Domestic Violence Charges: What You Don't Know Can Hurt Your Defense

"How The Right Domestic Violence Defense Can Keep Accusations of Past Conduct Out of Court"

At The Law Office of Brian J. Prain, PLLC, we concentrate on defending those accused of Domestic Violence.  If you're facing a Michigan Domestic Violence charge, getting the right advice is critical to the outcome of your case - it can even mean the difference between going to Jail or maintaining your freedom.  One thing that can put your defense in jeopardy is when the complainant accuses you of committing other acts of Domestic Violence or abusive conduct in the past.  This can hurt you not only if you decide to take your case to Trial, but also if you are looking to get the best plea or sentence agreement possible.  That is because one of the largest factors for determining whether you get the plea deal you need is what your chances would be if there were a Trial.  Remember, the Prosecutors don't have to offer you a plea deal in a Domestic Violence case!

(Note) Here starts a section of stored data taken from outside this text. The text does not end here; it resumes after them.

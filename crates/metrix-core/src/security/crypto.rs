//! RSA-OAEP encryption of whole payloads.
//!
//! The plaintext is cut into blocks of `key_size - 42` bytes (the OAEP SHA-1
//! overhead) and each block is encrypted separately. Ciphertext is the
//! concatenation of `key_size`-byte blocks.

use std::fs;
use std::path::Path;

use openssl::pkey::{Private, Public};
use openssl::rsa::{Padding, Rsa};

const OAEP_OVERHEAD: usize = 42;

#[derive(Debug, thiserror::Error)]
pub enum CryptoError {
    #[error("cannot read key {path}: {reason}")]
    KeyFile { path: String, reason: String },
    #[error("invalid key: {0}")]
    InvalidKey(String),
    #[error("encryption failed: {0}")]
    Encrypt(String),
    #[error("decryption failed: {0}")]
    Decrypt(String),
    #[error("codec: {0}")]
    Codec(String),
}

impl CryptoError {
    pub(crate) fn codec(e: std::io::Error) -> Self {
        CryptoError::Codec(e.to_string())
    }
}

fn read_key_file(path: &Path) -> Result<Vec<u8>, CryptoError> {
    fs::read(path).map_err(|e| CryptoError::KeyFile {
        path: path.display().to_string(),
        reason: e.to_string(),
    })
}

/// Agent side: holds the server's public key.
pub struct Encryptor {
    key: Rsa<Public>,
}

impl Encryptor {
    /// Accepts `BEGIN PUBLIC KEY` and `BEGIN RSA PUBLIC KEY` PEM.
    pub fn from_pem(pem: &[u8]) -> Result<Self, CryptoError> {
        let key = Rsa::public_key_from_pem(pem)
            .or_else(|_| Rsa::public_key_from_pem_pkcs1(pem))
            .map_err(|e| CryptoError::InvalidKey(e.to_string()))?;
        Ok(Self { key })
    }

    pub fn from_file(path: impl AsRef<Path>) -> Result<Self, CryptoError> {
        Self::from_pem(&read_key_file(path.as_ref())?)
    }

    pub fn encrypt(&self, plaintext: &[u8]) -> Result<Vec<u8>, CryptoError> {
        let block = self.key.size() as usize;
        let chunk = block
            .checked_sub(OAEP_OVERHEAD)
            .filter(|c| *c > 0)
            .ok_or_else(|| CryptoError::InvalidKey(format!("{block}-byte key too small")))?;

        let blocks = plaintext.len().div_ceil(chunk).max(1);
        let mut out = Vec::with_capacity(blocks * block);
        let mut buf = vec![0u8; block];
        // An empty payload still produces one block.
        let chunks: Vec<&[u8]> = if plaintext.is_empty() {
            vec![plaintext]
        } else {
            plaintext.chunks(chunk).collect()
        };
        for part in chunks {
            let n = self
                .key
                .public_encrypt(part, &mut buf, Padding::PKCS1_OAEP)
                .map_err(|e| CryptoError::Encrypt(e.to_string()))?;
            out.extend_from_slice(&buf[..n]);
        }
        Ok(out)
    }
}

/// Server side: holds the private key.
pub struct Decryptor {
    key: Rsa<Private>,
}

impl Decryptor {
    /// Accepts PKCS#1 and PKCS#8 PEM.
    pub fn from_pem(pem: &[u8]) -> Result<Self, CryptoError> {
        let key =
            Rsa::private_key_from_pem(pem).map_err(|e| CryptoError::InvalidKey(e.to_string()))?;
        Ok(Self { key })
    }

    pub fn from_file(path: impl AsRef<Path>) -> Result<Self, CryptoError> {
        Self::from_pem(&read_key_file(path.as_ref())?)
    }

    pub fn decrypt(&self, ciphertext: &[u8]) -> Result<Vec<u8>, CryptoError> {
        let block = self.key.size() as usize;
        if ciphertext.is_empty() || ciphertext.len() % block != 0 {
            return Err(CryptoError::Decrypt(format!(
                "ciphertext length {} is not a multiple of {block}",
                ciphertext.len()
            )));
        }

        let mut out = Vec::with_capacity(ciphertext.len());
        let mut buf = vec![0u8; block];
        for part in ciphertext.chunks(block) {
            let n = self
                .key
                .private_decrypt(part, &mut buf, Padding::PKCS1_OAEP)
                .map_err(|e| CryptoError::Decrypt(e.to_string()))?;
            out.extend_from_slice(&buf[..n]);
        }
        Ok(out)
    }
}

#[cfg(test)]
mod tests {
    use super::*;

    fn key_pair() -> (Encryptor, Decryptor) {
        let rsa = Rsa::generate(2048).unwrap();
        let public = rsa.public_key_to_pem().unwrap();
        let private = rsa.private_key_to_pem().unwrap();
        (
            Encryptor::from_pem(&public).unwrap(),
            Decryptor::from_pem(&private).unwrap(),
        )
    }

    #[test]
    fn test_multi_block_payload() {
        let (enc, dec) = key_pair();
        // 2048-bit key: 214-byte chunks, so this needs 5 blocks.
        let payload = vec![7u8; 1000];
        let sealed = enc.encrypt(&payload).unwrap();
        assert_eq!(sealed.len(), 5 * 256);
        assert_eq!(dec.decrypt(&sealed).unwrap(), payload);
    }

    #[test]
    fn test_truncated_ciphertext_rejected() {
        let (enc, dec) = key_pair();
        let sealed = enc.encrypt(b"hello").unwrap();
        assert!(matches!(
            dec.decrypt(&sealed[..100]),
            Err(CryptoError::Decrypt(_))
        ));
    }

    #[test]
    fn test_wrong_private_key_rejected() {
        let (enc, _) = key_pair();
        let (_, other) = key_pair();
        let sealed = enc.encrypt(b"hello").unwrap();
        assert!(other.decrypt(&sealed).is_err());
    }

    #[test]
    fn test_pkcs1_public_key_accepted() {
        let rsa = Rsa::generate(2048).unwrap();
        let pem = rsa.public_key_to_pem_pkcs1().unwrap();
        assert!(Encryptor::from_pem(&pem).is_ok());
        assert!(matches!(
            Encryptor::from_pem(b"garbage"),
            Err(CryptoError::InvalidKey(_))
        ));
    }

    #[test]
    fn test_missing_key_file() {
        assert!(matches!(
            Decryptor::from_file("/no/such/key.pem"),
            Err(CryptoError::KeyFile { .. })
        ));
    }
}
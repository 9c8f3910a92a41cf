//! Periodic snapshot flush.

use std::sync::Arc;
use std::time::{Duration, Instant};

use tokio_util::sync::CancellationToken;
use tracing::{debug, error, info};

use metrix_core::storage::Storage;

pub(crate) async fn flush_loop(store: Arc<dyn Storage>, period: Duration, shutdown: CancellationToken) {
    let mut tick = tokio::time::interval(period);
    tick.set_missed_tick_behavior(tokio::time::MissedTickBehavior::Skip);
    // The first tick completes immediately; nothing to dump yet.
    tick.tick().await;

    info!(period_secs = period.as_secs(), "snapshot flush loop started");
    loop {
        tokio::select! {
            _ = shutdown.cancelled() => break,
            _ = tick.tick() => flush(store.clone()).await,
        }
    }
    debug!("snapshot flush loop stopped");
}

/// Flushes on the blocking pool. Failures are logged, never fatal.
pub(crate) async fn flush(store: Arc<dyn Storage>) {
    let t0 = Instant::now();
    match tokio::task::spawn_blocking(move || store.flush()).await {
        Ok(Ok(())) => debug!(elapsed_ms = t0.elapsed().as_millis() as u64, "snapshot flushed"),
        Ok(Err(e)) => error!(error = %e, "snapshot flush failed"),
        Err(e) => error!(error = %e, "snapshot flush panicked"),
    }
}

#[cfg(test)]
mod tests {
    use super::*;
    use metrix_core::storage::{FileStorage, FlushPolicy, SnapshotFile};

    #[tokio::test]
    async fn test_flush_loop_dumps_on_tick_and_stops() {
        let dir = tempfile::tempdir().unwrap();
        let path = dir.path().join("metrics.json");
        let period = Duration::from_millis(50);
        let store = Arc::new(FileStorage::open(&path, false, FlushPolicy::Interval(period)).unwrap());
        store.set_counter("PollCount", 2).unwrap();
        assert!(!path.exists());

        let token = CancellationToken::new();
        let task = tokio::spawn(flush_loop(store.clone(), period, token.clone()));

        tokio::time::sleep(Duration::from_millis(400)).await;
        assert_eq!(SnapshotFile::read(&path).unwrap().counters["PollCount"], 2);

        token.cancel();
        task.await.unwrap();
    }
}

Generally speaking, if you're facing a criminal charge in Michigan, evidence of accusations that you've allegedly done other, similar things in the past is not admissible at Trials and other Evidentiary Hearings.  That is a good thing when you are the Defendant, and the principle behind it is that our justice system demands that your guilt or innocence be decided on the facts of the particular Domestic Violence case at issue, rather than based on prejudice.   But there are exceptions to every rule, and in 2006, the Michigan Legislature carved out a very specific exception for those facing Michigan Domestic Violence charges, and it is found in the Code of Criminal Procedure, MCL 768.27b.  If you are a Defendant in one of these cases, you NEED to know about this special law!  Here, we'll explain it in detail . . .  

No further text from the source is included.